Final answer:
Usain Bolt takes approximately 3.43 seconds to reach his top speed of 12.7 m/s with an acceleration of 3.7 m/s². During this acceleration, he covers about 21.9 meters. To complete the 100m dash, it takes him an additional 6.15 seconds at top speed, totaling approximately 9.58 seconds for the race.
Step-by-step explanation:
To calculate the time it takes for Usain Bolt to run the 100m dash based on the given acceleration and top speed, we first need to determine the time it takes to reach that top speed. Using the formula for acceleration (a = Δv / Δt) and rearranging it to solve for time (Δt = Δv / a), with Δv being the change in velocity (top speed - initial speed, assuming the initial speed is 0), we find the time to accelerate to top speed to be Δt = 12.7 m/s / 3.7 m/s² = 3.43 s.

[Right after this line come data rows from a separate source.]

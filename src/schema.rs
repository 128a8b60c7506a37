//! The positional schema of the stat record.
//!
//! Column order and typing follow `man 5 proc` and the kernel's own
//! structure. The signedness is deliberately uneven (minflt is signed while
//! cminflt is not, and so on) because the kernel's is; the decoder preserves
//! it rather than normalizing.

/// Declared signedness and width of a stat column.
#[derive(Debug, Clone, Copy, PartialEq, Eq)]
pub enum FieldKind {
    /// Unsigned 32-bit integer.
    U32,
    /// Signed 32-bit integer.
    I32,
    /// Unsigned 64-bit integer.
    U64,
    /// Signed 64-bit integer.
    I64,
    /// Unsigned machine word (`usize`), for the columns the kernel ABI
    /// declares as plain `unsigned int`/`long` of platform width.
    Uword,
    /// A single pass-through character (the state code).
    Char,
}

/// One column of the record: its kernel name and declared kind.
#[derive(Debug, Clone, Copy, PartialEq, Eq)]
pub struct FieldSpec {
    pub name: &'static str,
    pub kind: FieldKind,
}

const fn field(name: &'static str, kind: FieldKind) -> FieldSpec {
    FieldSpec { name, kind }
}

/// The state column (field 3), decoded by the tokenizer as part of the
/// record head.
pub const STATE: FieldSpec = field("state", FieldKind::Char);

/// The columns that follow the state code, in kernel order (fields 4 to 44
/// of `man 5 proc`).
///
/// Kernels have appended columns over time; the decoder reads exactly this
/// prefix and ignores anything after it, so supporting a longer record is a
/// change to this table, not to the parsing code. A record with fewer tokens
/// than this table is rejected outright.
pub const TAIL_FIELDS: &[FieldSpec] = &[
    field("ppid", FieldKind::I32),
    field("pgrp", FieldKind::I32),
    field("session", FieldKind::I32),
    field("tty_nr", FieldKind::I32),
    field("tpgid", FieldKind::I32),
    field("flags", FieldKind::U32),
    field("minflt", FieldKind::I64),
    field("cminflt", FieldKind::U64),
    field("majflt", FieldKind::U64),
    field("cmajflt", FieldKind::U64),
    field("utime", FieldKind::U64),
    field("stime", FieldKind::U64),
    field("cutime", FieldKind::I64),
    field("cstime", FieldKind::I64),
    field("priority", FieldKind::I64),
    field("nice", FieldKind::I64),
    field("num_threads", FieldKind::I64),
    field("itrealvalue", FieldKind::I64),
    field("starttime", FieldKind::U64),
    field("vsize", FieldKind::U64),
    field("rss", FieldKind::U64),
    field("rsslim", FieldKind::U64),
    field("startcode", FieldKind::U64),
    field("endcode", FieldKind::U64),
    field("startstack", FieldKind::U64),
    field("kstkesp", FieldKind::U64),
    field("kstkeip", FieldKind::U64),
    field("signal", FieldKind::U64),
    field("blocked", FieldKind::U64),
    field("sigignore", FieldKind::U64),
    field("sigcatch", FieldKind::U64),
    field("wchan", FieldKind::U64),
    field("nswap", FieldKind::U64),
    field("cnswap", FieldKind::U64),
    field("exit_signal", FieldKind::I32),
    field("processor", FieldKind::I32),
    field("rt_priority", FieldKind::Uword),
    field("policy", FieldKind::Uword),
    field("delayacct_blkio_ticks", FieldKind::U64),
    field("guest_time", FieldKind::U64),
    field("cguest_time", FieldKind::Uword),
];

#[cfg(test)]
mod tests {
    use super::*;

    #[test]
    fn test_tail_covers_fields_4_to_44() {
        assert_eq!(TAIL_FIELDS.len(), 41);
        assert_eq!(TAIL_FIELDS[0].name, "ppid");
        assert_eq!(TAIL_FIELDS[40].name, "cguest_time");
    }

    #[test]
    fn test_fault_counter_signedness_is_uneven() {
        // The kernel's own quirk: self minor faults signed, children unsigned.
        let minflt = TAIL_FIELDS.iter().find(|f| f.name == "minflt").unwrap();
        let cminflt = TAIL_FIELDS.iter().find(|f| f.name == "cminflt").unwrap();
        assert_eq!(minflt.kind, FieldKind::I64);
        assert_eq!(cminflt.kind, FieldKind::U64);
    }

    #[test]
    fn test_state_is_a_passthrough_char() {
        assert_eq!(STATE.kind, FieldKind::Char);
    }
}
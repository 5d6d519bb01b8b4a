//! Prediction Routes

use axum::{
    body::Bytes,
    extract::State,
    http::HeaderValue,
    response::{Html, IntoResponse, Response},
    Form, Json,
};
use feature_engine::Submission;
use std::collections::HashMap;
use tokio::task;

use crate::auth::{RequireLogin, RequireToken};
use crate::error::ApiError;
use crate::predictor::PredictionOutcome;
use crate::views::{self, IndexView};
use crate::SharedState;

/// Response header listing fields that were dropped under the `warn` policy
pub const IGNORED_FIELDS_HEADER: &str = "x-ignored-fields";

/// Run the predictor off the async workers; ONNX graphs can be slow.
async fn run_prediction(state: SharedState, submission: Submission) -> Result<PredictionOutcome, ApiError> {
    task::spawn_blocking(move || state.predictor.predict(&submission))
        .await
        .map_err(|e| ApiError::Inference(inference_engine::InferenceError::InferenceFailed(e.to_string())))?
}

fn ignored_notice(outcome: &PredictionOutcome) -> Option<String> {
    (!outcome.ignored.is_empty()).then(|| {
        format!(
            "These fields were not recognised and were left out: {}",
            outcome.ignored.join(", ")
        )
    })
}

/// `GET /predict` shows the empty form
pub async fn predict_form(RequireLogin(user): RequireLogin) -> Html<String> {
    Html(views::index_page(&IndexView {
        username: &user.username,
        ..Default::default()
    }))
}

/// `POST /predict` renders the form page with the predicted bill
pub async fn predict_submit(
    State(state): State<SharedState>,
    RequireLogin(user): RequireLogin,
    Form(fields): Form<HashMap<String, String>>,
) -> Response {
    let submission: Submission = fields.into_iter().collect();

    match run_prediction(state, submission).await {
        Ok(outcome) => {
            let prediction = outcome.bill_text();
            let notice = ignored_notice(&outcome);
            Html(views::index_page(&IndexView {
                username: &user.username,
                prediction: Some(&prediction),
                notice: notice.as_deref(),
                error: None,
            }))
            .into_response()
        }
        Err(e) => {
            let message = e.to_string();
            (
                e.status(),
                Html(views::index_page(&IndexView {
                    username: &user.username,
                    error: Some(&message),
                    ..Default::default()
                })),
            )
                .into_response()
        }
    }
}

/// `POST /predict_api` takes a JSON object and answers with the prediction as a JSON number.
///
/// The body is parsed as JSON whatever its content type.
pub async fn predict_api(
    State(state): State<SharedState>,
    RequireToken(_user): RequireToken,
    body: Bytes,
) -> Result<Response, ApiError> {
    let value: serde_json::Value =
        serde_json::from_slice(&body).map_err(|e| ApiError::BadRequest(e.to_string()))?;
    let submission = Submission::from_json(&value)?;

    let outcome = run_prediction(state, submission).await?;

    let mut response = Json(outcome.value).into_response();
    if !outcome.ignored.is_empty() {
        if let Ok(value) = HeaderValue::from_str(&outcome.ignored.join(",")) {
            response.headers_mut().insert(IGNORED_FIELDS_HEADER, value);
        }
    }
    Ok(response)
}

Next, we'll calculate the distance covered during this acceleration period using the formula s = ut + 0.5at², where u is the initial velocity (0 m/s), a is the acceleration (3.7 m/s²), and t is the time calculated earlier (3.43 s). This yields a total distance covered during acceleration of s=0.5×3.7 m/s²×3.43 s² ≈ 21.9 m. Since the distance covered during acceleration is 21.9 m, the remaining distance at his top speed is 100 m - 21.9 m = 78.1 m.
At his top speed of 12.7 m/s, time to cover the remaining distance is Δt = distance/speed = 78.1 m / 12.7 m/s ≈ 6.15 s. Therefore, the total time to complete the 100m dash is the time taken to reach top speed plus the time to cover the remaining distance, which is 3.43 s + 6.15 s ≈ 9.58 s.